Work instructions: All lines in the data bearing the string "message" should be identified and copied.

Saved entries

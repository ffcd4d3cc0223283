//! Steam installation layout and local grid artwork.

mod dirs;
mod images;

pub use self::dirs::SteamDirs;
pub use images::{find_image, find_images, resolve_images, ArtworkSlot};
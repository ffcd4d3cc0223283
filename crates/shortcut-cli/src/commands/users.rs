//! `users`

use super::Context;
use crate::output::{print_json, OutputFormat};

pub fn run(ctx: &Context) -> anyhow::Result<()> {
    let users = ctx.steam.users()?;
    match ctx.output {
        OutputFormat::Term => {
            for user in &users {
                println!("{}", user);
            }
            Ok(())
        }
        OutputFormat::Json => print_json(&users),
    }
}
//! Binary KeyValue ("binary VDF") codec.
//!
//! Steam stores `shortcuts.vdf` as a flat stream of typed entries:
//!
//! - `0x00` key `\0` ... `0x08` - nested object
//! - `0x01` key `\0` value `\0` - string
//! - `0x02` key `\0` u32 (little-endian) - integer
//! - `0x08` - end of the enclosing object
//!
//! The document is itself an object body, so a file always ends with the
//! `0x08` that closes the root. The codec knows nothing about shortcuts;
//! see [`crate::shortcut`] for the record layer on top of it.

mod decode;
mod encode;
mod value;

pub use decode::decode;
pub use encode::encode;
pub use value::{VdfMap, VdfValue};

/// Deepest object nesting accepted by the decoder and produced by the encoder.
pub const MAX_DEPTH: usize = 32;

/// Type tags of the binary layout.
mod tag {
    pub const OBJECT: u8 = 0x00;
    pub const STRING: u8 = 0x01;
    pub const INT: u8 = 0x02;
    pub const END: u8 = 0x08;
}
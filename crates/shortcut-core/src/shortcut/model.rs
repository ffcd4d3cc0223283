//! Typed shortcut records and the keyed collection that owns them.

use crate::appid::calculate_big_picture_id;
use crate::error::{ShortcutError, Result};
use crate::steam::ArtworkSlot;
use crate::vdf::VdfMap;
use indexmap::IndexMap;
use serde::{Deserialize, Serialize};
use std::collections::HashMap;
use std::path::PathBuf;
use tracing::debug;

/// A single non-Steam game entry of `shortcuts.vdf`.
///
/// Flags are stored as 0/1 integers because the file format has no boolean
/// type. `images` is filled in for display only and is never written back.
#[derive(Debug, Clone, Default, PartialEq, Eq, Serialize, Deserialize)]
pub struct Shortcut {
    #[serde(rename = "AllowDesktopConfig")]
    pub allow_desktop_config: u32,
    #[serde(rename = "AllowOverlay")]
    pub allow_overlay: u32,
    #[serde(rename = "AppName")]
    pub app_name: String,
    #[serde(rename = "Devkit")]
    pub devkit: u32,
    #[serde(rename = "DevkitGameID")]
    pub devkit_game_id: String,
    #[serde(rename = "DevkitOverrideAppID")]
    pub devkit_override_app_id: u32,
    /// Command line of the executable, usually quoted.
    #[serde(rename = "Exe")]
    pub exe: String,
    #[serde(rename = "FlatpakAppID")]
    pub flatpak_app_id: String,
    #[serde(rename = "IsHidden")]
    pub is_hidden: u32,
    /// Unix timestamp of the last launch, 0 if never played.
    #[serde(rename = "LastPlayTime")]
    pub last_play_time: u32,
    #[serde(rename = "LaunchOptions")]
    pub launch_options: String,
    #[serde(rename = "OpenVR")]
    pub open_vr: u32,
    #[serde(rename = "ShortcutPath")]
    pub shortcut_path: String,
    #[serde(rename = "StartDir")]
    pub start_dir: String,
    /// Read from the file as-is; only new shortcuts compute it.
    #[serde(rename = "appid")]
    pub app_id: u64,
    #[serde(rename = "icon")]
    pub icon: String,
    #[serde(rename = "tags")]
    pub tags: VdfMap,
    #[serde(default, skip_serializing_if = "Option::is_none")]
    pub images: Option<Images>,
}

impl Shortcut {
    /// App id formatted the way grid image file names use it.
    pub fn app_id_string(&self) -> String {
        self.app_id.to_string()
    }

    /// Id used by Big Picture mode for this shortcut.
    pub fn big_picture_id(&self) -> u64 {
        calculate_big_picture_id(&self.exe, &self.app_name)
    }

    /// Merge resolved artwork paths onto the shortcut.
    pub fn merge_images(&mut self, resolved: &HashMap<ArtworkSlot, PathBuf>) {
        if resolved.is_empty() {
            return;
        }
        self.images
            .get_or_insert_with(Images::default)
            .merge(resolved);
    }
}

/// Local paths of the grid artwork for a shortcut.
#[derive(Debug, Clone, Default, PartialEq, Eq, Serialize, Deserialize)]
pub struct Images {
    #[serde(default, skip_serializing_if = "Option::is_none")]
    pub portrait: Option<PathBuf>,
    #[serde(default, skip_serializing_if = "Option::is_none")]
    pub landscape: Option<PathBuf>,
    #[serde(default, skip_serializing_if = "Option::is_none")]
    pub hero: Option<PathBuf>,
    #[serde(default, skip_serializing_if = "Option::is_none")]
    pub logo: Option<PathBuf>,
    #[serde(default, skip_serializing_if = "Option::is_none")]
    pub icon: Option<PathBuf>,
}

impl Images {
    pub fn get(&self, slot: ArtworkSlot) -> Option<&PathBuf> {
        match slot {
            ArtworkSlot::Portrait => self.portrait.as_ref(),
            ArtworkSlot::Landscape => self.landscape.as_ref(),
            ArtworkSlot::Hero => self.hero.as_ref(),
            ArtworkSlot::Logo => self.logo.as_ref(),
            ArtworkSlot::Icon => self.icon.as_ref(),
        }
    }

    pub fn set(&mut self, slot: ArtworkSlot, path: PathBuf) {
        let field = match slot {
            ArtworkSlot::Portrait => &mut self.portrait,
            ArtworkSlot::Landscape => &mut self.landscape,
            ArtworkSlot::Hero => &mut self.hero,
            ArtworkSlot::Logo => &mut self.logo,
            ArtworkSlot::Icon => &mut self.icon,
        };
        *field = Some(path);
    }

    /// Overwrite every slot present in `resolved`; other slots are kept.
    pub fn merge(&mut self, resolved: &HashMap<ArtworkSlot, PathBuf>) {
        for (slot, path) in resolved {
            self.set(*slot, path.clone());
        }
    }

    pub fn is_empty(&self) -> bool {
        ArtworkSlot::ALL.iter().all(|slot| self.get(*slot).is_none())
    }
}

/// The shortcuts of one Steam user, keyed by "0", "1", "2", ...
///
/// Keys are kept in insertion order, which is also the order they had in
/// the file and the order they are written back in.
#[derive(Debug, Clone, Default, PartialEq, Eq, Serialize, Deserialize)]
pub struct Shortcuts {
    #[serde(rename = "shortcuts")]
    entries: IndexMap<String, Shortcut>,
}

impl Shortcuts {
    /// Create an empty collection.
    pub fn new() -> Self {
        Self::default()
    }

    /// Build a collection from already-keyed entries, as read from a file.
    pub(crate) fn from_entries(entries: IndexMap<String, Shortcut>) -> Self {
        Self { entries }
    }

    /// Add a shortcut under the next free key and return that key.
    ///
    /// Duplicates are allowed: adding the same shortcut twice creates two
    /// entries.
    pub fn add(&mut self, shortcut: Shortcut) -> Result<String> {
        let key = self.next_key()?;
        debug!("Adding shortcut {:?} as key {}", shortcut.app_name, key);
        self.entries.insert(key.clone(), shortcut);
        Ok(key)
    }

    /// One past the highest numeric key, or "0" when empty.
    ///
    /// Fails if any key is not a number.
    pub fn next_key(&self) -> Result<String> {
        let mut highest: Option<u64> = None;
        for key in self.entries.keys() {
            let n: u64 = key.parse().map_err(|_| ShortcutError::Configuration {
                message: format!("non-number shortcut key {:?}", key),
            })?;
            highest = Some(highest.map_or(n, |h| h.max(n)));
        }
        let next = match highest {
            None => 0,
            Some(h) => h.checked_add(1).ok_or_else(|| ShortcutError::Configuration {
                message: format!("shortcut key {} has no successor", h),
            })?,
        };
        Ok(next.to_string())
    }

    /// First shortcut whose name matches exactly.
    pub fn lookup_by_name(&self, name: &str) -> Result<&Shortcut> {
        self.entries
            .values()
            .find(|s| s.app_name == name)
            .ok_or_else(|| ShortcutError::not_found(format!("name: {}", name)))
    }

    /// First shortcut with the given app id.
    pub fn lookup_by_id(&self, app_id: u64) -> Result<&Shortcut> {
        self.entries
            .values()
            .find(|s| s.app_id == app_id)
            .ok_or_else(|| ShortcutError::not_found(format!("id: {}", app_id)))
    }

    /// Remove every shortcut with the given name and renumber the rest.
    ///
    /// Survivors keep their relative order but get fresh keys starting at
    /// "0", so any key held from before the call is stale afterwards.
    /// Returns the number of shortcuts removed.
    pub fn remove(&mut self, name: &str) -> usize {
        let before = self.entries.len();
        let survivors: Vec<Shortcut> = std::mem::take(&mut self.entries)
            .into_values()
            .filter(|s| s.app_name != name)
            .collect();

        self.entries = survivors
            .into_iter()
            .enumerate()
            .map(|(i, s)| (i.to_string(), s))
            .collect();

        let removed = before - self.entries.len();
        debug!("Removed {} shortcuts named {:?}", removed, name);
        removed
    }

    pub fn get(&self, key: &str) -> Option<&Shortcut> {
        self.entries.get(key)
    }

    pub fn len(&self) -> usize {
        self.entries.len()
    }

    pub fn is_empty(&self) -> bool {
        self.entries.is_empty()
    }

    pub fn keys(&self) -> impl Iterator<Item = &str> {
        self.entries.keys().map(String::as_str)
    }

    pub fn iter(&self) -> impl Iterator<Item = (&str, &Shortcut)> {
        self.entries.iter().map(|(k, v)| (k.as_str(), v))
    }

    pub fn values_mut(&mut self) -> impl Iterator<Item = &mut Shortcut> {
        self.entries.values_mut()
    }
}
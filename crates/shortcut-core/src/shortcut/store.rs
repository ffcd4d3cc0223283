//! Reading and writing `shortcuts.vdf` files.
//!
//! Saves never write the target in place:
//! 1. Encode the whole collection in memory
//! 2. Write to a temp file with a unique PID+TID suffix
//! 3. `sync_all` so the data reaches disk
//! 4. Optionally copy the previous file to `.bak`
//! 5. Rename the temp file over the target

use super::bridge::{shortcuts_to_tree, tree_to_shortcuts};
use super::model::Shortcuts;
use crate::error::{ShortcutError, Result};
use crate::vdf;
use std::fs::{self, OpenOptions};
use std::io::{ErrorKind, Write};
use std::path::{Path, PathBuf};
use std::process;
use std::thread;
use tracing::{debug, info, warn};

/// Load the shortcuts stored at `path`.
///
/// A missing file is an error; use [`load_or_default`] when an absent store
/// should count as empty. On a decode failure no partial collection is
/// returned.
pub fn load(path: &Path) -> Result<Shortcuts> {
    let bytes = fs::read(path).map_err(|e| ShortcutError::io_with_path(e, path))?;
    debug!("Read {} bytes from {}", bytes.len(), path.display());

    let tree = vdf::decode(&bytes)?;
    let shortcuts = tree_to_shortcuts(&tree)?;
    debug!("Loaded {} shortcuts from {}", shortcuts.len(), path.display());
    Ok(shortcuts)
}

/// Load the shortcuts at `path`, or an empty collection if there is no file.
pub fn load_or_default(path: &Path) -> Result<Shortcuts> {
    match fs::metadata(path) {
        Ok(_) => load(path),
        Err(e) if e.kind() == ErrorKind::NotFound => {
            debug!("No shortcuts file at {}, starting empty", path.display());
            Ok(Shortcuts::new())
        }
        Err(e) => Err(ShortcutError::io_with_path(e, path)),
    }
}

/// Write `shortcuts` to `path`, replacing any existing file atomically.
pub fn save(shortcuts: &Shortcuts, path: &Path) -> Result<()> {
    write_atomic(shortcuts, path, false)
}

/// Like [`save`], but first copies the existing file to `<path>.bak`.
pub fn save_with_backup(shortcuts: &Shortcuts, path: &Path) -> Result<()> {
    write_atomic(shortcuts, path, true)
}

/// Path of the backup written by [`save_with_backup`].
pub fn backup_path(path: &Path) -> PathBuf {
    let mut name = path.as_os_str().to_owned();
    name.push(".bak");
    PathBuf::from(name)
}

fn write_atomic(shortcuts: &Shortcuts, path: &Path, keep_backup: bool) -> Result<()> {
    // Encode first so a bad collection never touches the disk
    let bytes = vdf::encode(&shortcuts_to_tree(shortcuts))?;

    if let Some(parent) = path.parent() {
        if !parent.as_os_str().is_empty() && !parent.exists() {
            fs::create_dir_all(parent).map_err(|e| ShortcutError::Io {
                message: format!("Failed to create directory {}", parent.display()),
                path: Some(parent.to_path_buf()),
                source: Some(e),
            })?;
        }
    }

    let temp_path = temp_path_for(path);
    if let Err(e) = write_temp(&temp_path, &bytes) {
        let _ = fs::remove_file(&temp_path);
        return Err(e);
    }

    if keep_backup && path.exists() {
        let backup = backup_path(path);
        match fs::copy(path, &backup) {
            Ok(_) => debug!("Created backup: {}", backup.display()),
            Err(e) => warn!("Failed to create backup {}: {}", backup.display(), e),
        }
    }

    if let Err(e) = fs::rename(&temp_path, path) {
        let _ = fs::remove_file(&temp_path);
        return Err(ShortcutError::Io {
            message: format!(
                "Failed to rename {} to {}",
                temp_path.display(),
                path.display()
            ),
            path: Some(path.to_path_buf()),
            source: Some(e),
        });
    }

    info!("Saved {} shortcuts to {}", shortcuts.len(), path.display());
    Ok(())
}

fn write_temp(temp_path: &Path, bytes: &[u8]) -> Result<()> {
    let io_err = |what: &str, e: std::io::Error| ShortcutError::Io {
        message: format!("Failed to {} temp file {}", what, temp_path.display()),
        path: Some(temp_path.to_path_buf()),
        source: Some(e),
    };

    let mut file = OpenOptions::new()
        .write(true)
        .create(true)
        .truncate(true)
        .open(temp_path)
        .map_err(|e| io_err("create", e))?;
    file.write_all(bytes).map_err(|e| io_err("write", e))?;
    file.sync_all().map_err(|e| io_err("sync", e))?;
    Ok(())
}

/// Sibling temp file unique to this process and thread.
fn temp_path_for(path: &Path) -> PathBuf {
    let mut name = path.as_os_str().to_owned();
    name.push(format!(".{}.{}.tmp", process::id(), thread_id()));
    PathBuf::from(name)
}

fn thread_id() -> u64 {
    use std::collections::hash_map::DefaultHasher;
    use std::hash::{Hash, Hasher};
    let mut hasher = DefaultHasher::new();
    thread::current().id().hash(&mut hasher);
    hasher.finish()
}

Written solution:
                message: format!("non-number shortcut key {:?}", key),
                message: format!("shortcut key {} has no successor", h),
                message: format!("Failed to create directory {}", parent.display()),
            message: format!(
        message: format!("Failed to {} temp file {}", what, temp_path.display()),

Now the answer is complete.